Dataset records
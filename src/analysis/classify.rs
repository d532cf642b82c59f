use crate::domain::MatchRecord;

#[derive(Debug, Clone, Copy, PartialEq, Eq)]
pub enum MatchState {
    NotStarted,
    Live,
    Finished,
}

/// Scores and completion state of one raw row
#[derive(Debug, Clone, Copy, PartialEq, Eq)]
pub struct MatchOutcome {
    pub score1: u32,
    pub score2: u32,
    pub best_of: u32,
    pub state: MatchState,
    pub full_length: bool,
}

impl MatchOutcome {
    pub fn is_finished(&self) -> bool {
        self.state == MatchState::Finished
    }

    pub fn is_live(&self) -> bool {
        self.state == MatchState::Live
    }

    pub fn team1_won(&self) -> bool {
        self.score1 > self.score2
    }
}

pub fn classify(record: &MatchRecord) -> MatchOutcome {
    let score1 = record.score1();
    let score2 = record.score2();
    let best_of = record.best_of();

    let state = if is_decided(best_of, score1, score2) {
        MatchState::Finished
    } else if score1 > 0 || score2 > 0 || record.has_reported_score() {
        MatchState::Live
    } else {
        MatchState::NotStarted
    };

    MatchOutcome {
        score1,
        score2,
        best_of,
        state,
        full_length: state == MatchState::Finished && is_full_length(best_of, score1.min(score2)),
    }
}

/// One side reached the majority of `best_of`; level scores are never decided
fn is_decided(best_of: u32, score1: u32, score2: u32) -> bool {
    score1 != score2 && score1.max(score2) >= best_of.div_ceil(2)
}

/// The loser took every game short of the decider
pub fn is_full_length(best_of: u32, loser_score: u32) -> bool {
    match best_of {
        3 | 5 => loser_score == (best_of - 1) / 2,
        _ => false,
    }
}

#[cfg(test)]
mod tests {
    use super::*;

    fn record(score1: &str, score2: &str, best_of: &str) -> MatchRecord {
        MatchRecord {
            team1: Some("A".to_string()),
            team2: Some("B".to_string()),
            team1_score: Some(score1.to_string()),
            team2_score: Some(score2.to_string()),
            best_of: Some(best_of.to_string()),
            ..Default::default()
        }
    }

    #[test]
    fn test_full_length_classification() {
        assert!(classify(&record("2", "1", "3")).full_length);
        assert!(!classify(&record("2", "0", "3")).full_length);
        assert!(classify(&record("3", "2", "5")).full_length);
        assert!(!classify(&record("1", "3", "5")).full_length);
    }

    #[test]
    fn test_finished_needs_majority() {
        assert!(classify(&record("2", "0", "3")).is_finished());
        assert!(!classify(&record("2", "1", "5")).is_finished());
        assert!(classify(&record("1", "0", "1")).is_finished());
    }

    #[test]
    fn test_live_includes_reported_zero() {
        assert!(classify(&record("0", "0", "3")).is_live());
        assert!(classify(&record("1", "1", "3")).is_live());
        assert!(!classify(&record("1", "1", "3")).full_length);
    }

    #[test]
    fn test_unplayed_match_not_started() {
        let outcome = classify(&record("", "", ""));
        assert_eq!(outcome.state, MatchState::NotStarted);
        assert_eq!(outcome.best_of, 3);
    }

    #[test]
    fn test_missing_scores_not_started() {
        let outcome = classify(&MatchRecord::default());
        assert_eq!(outcome.state, MatchState::NotStarted);
    }
}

Exercise directions: Could each line above be retyped exactly?

Reply:
filename src/analysis/classify.rs
repository d532cf642b82c59f
use crate::domain::MatchRecord;

#[derive(Debug, Clone, Copy, PartialEq, Eq)]
pub enum MatchState {
    NotStarted,
    Live,
    Finished,
}

/// Scores and completion state of one raw row
#[derive(Debug, Clone, Copy, PartialEq, Eq)]
pub struct MatchOutcome {
    pub score1: u32,
    pub score2: u32,
    pub best_of: u32,
    pub state: MatchState,
    pub full_length: bool,
}

impl MatchOutcome {
    pub fn is_finished(&self) -> bool {
        self.state == MatchState::Finished
    }

    pub fn is_live(&self) -> bool {
        self.state == MatchState::Live
    }

    pub fn team1_won(&self) -> bool {
        self.score1 > self.score2
    }
}

pub fn classify(record: &MatchRecord) -> MatchOutcome {
    let score1 = record.score1();
    let score2 = record.score2();
    let best_of = record.best_of();

    let state = if is_decided(best_of, score1, score2) {
        MatchState::Finished
    } else if score1 > 0 || score2 > 0 || record.has_reported_score() {
        MatchState::Live
    } else {
        MatchState::NotStarted
    };

    MatchOutcome {
        score1,
        score2,
        best_of,
        state,
        full_length: state == MatchState::Finished && is_full_length(best_of, score1.min(score2)),
    }
}

/// One side reached the majority of `best_of`; level scores are never decided
fn is_decided(best_of: u32, score1: u32, score2: u32) -> bool {
    score1 != score2 && score1.max(score2) >= best_of.div_ceil(2)
}

/// The loser took every game short of the decider
pub fn is_full_length(best_of: u32, loser_score: u32) -> bool {
    match best_of {
        3 | 5 => loser_score == (best_of - 1) / 2,
        _ => false,
    }
}

#[cfg(test)]
mod tests {
    use super::*;

    fn record(score1: &str, score2: &str, best_of: &str) -> MatchRecord {
        MatchRecord {
            team1: Some("A".to_string()),
            team2: Some("B".to_string()),
            team1_score: Some(score1.to_string()),
            team2_score: Some(score2.to_string()),
            best_of: Some(best_of.to_string()),
            ..Default::default()
        }
    }

    #[test]
    fn test_full_length_classification() {
        assert!(classify(&record("2", "1", "3")).full_length);
        assert!(!classify(&record("2", "0", "3")).full_length);
        assert!(classify(&record("3", "2", "5")).full_length);
        assert!(!classify(&record("1", "3", "5")).full_length);
    }

    #[test]
    fn test_finished_needs_majority() {
        assert!(classify(&record("2", "0", "3")).is_finished());
        assert!(!classify(&record("2", "1", "5")).is_finished());
        assert!(classify(&record("1", "0", "1")).is_finished());
    }

    #[test]
    fn test_live_includes_reported_zero() {
        assert!(classify(&record("0", "0", "3")).is_live());
        assert!(classify(&record("1", "1", "3")).is_live());
        assert!(!classify(&record("1", "1", "3")).full_length);
    }

    #[test]
    fn test_unplayed_match_not_started() {
        let outcome = classify(&record("", "", ""));
        assert_eq!(outcome.state, MatchState::NotStarted);
        assert_eq!(outcome.best_of, 3);
    }

    #[test]
    fn test_missing_scores_not_started() {
        let outcome = classify(&MatchRecord::default());
        assert_eq!(outcome.state, MatchState::NotStarted);
    }
}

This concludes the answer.